Every government for the past 50 years in Canada has wrung its collective hands over the state of Canadian journalism. We have had studies, expert reports, editorials, analyses, speeches and diatribes over the news media and its state of disrepair. What we have failed to do is come to any answers. We have left it to the marketplace to resolve.
And to put a firm closure on it, Canadian Heritage Minister Mélanie Joly said last week that the Liberal government “has no plan to bail out industry models that are no longer viable.”
Joly wants to show how modern she is by touting Facebook, Twitter and Google. What her and her advisers do not understand is that we have had a stock explanation for that type of news service since the beginning of the computer era. It is called garbage in: garbage out.

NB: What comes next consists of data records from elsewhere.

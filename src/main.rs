//! Invoice-View: Main entry point

use clap::Parser;
use invoice_view::cli::{Cli, Commands};
use invoice_view::config::Config;
use invoice_view::error::{Error, Result};
use invoice_view::prelude::*;
use serde_json::{json, Value};
use std::sync::Arc;

#[tokio::main]
async fn main() -> Result<()> {
    // Initialize tracing
    tracing_subscriber::fmt()
        .with_env_filter(tracing_subscriber::EnvFilter::from_default_env())
        .with_writer(std::io::stderr)
        .init();

    let cli = Cli::parse();

    let mut config = match &cli.config {
        Some(path) => Config::from_path(path)?,
        None => Config::default(),
    };
    if let Some(base_url) = cli.base_url {
        config.http.base_url = base_url;
        config.validate()?;
    }

    let transport: Arc<dyn Transport> = if cli.demo {
        Arc::new(demo_backend(&config))
    } else {
        Arc::new(HttpTransport::new(&config.http)?)
    };
    let (store, customers) = InvoiceStore::with_transport(transport, config.store.clone());

    match cli.command {
        Commands::List => {
            let invoices = next_state(store.request_collection()?).await?;
            print_json(&*invoices)
        }
        Commands::Items { invoice_id } => {
            let mut items = store.request_items(RecordId(invoice_id))?;
            let items = items
                .next()
                .await
                .ok_or_else(|| Error::Closed("items stream ended".to_string()))??;
            print_json(&*items)
        }
        Commands::Add { customer_id, fields } => {
            let mut payload = NewInvoice::new(customer_id);
            for (key, raw) in fields {
                let value = serde_json::from_str(&raw).unwrap_or(Value::String(raw));
                payload.fields.insert(key, value);
            }
            let created = store.submit_add(payload).await?;
            print_json(&created)
        }
        Commands::Delete { id } => {
            store.submit_delete(RecordId(id)).await?;
            print_json(&json!({ "deleted": id }))
        }
        Commands::Customers => print_json(&*customers.list().await?),
    }
}

async fn next_state(mut view: Subscription<ViewState>) -> Result<Snapshot<EnrichedInvoice>> {
    view.next()
        .await
        .ok_or_else(|| Error::Closed("invoice view ended".to_string()))?
}

fn print_json<T: serde::Serialize>(value: &T) -> Result<()> {
    println!("{}", serde_json::to_string_pretty(value)?);
    Ok(())
}

fn demo_backend(config: &Config) -> InMemoryTransport {
    let invoices = &config.store.invoices_resource;
    InMemoryTransport::new()
        .with_collection(
            config.store.customers_resource.clone(),
            vec![
                json!({"id": 1, "name": "Mark Benson", "phone": "555-1234"}),
                json!({"id": 2, "name": "Bob Smith", "phone": "555-2345"}),
                json!({"id": 3, "name": "John Draper", "phone": "555-3456"}),
            ],
        )
        .with_collection(
            invoices.clone(),
            vec![
                json!({"id": 1, "customer_id": 1, "discount": 10, "total": 153.9}),
                json!({"id": 2, "customer_id": 2, "discount": 0, "total": 42.0}),
                json!({"id": 3, "customer_id": 4, "discount": 5, "total": 9.5}),
            ],
        )
        .with_collection(
            format!("{invoices}/1/{}", config.store.items_resource),
            vec![
                json!({"id": 1, "invoice_id": 1, "product_id": 7, "quantity": 2}),
                json!({"id": 2, "invoice_id": 1, "product_id": 3, "quantity": 1}),
            ],
        )
}

#[cfg(test)]
mod tests {
    use super::*;

    #[test]
    fn test_snapshots_print_as_json() {
        let invoices: Snapshot<Invoice> = Arc::new(vec![Invoice::new(1, 9)]);
        assert!(print_json(&*invoices).is_ok());
    }
}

Where the state of journalism is really suffering in Canada is in the quality of the output that is trying to compete with the fake news of the Internet. Maybe PostMedia is going downhill faster than the Globe and Mail. With PostMedia really owned by the people in the U.S. responsible for the digital version of the old supermarket tabloid the National Enquirer, we are not expecting much.
But even the over-rated Toronto Star is showing the signs of deteriorating standards as less and less effort goes into the quality of the journalism. An interesting example the other day was a column by national affairs writer Chantal Hébert. It was a seemingly tongue-in-cheek report on the foolishness of Quebec Bill 62 covering face coverings. At the beginning of the second paragraph, Chantal actually wrote that “to declare war on sunglasses is pretty unique in the history of Canada.” Chantal knows you do not qualify “unique.” All it really proves is that the Toronto Star can no longer afford copy editors. And if we wanted to discuss the state of broadcast news media, we would need buckets for the tears.
But Minister Joly needs to be aware of the words of the late Senator Keith Davey when he decided to do a study of Canada’s news media in the late 1960s (The Uncertain Mirror). Keith’s words were that “No reporter can ignore it when their publishers and station owners are coming here to talk about themselves.”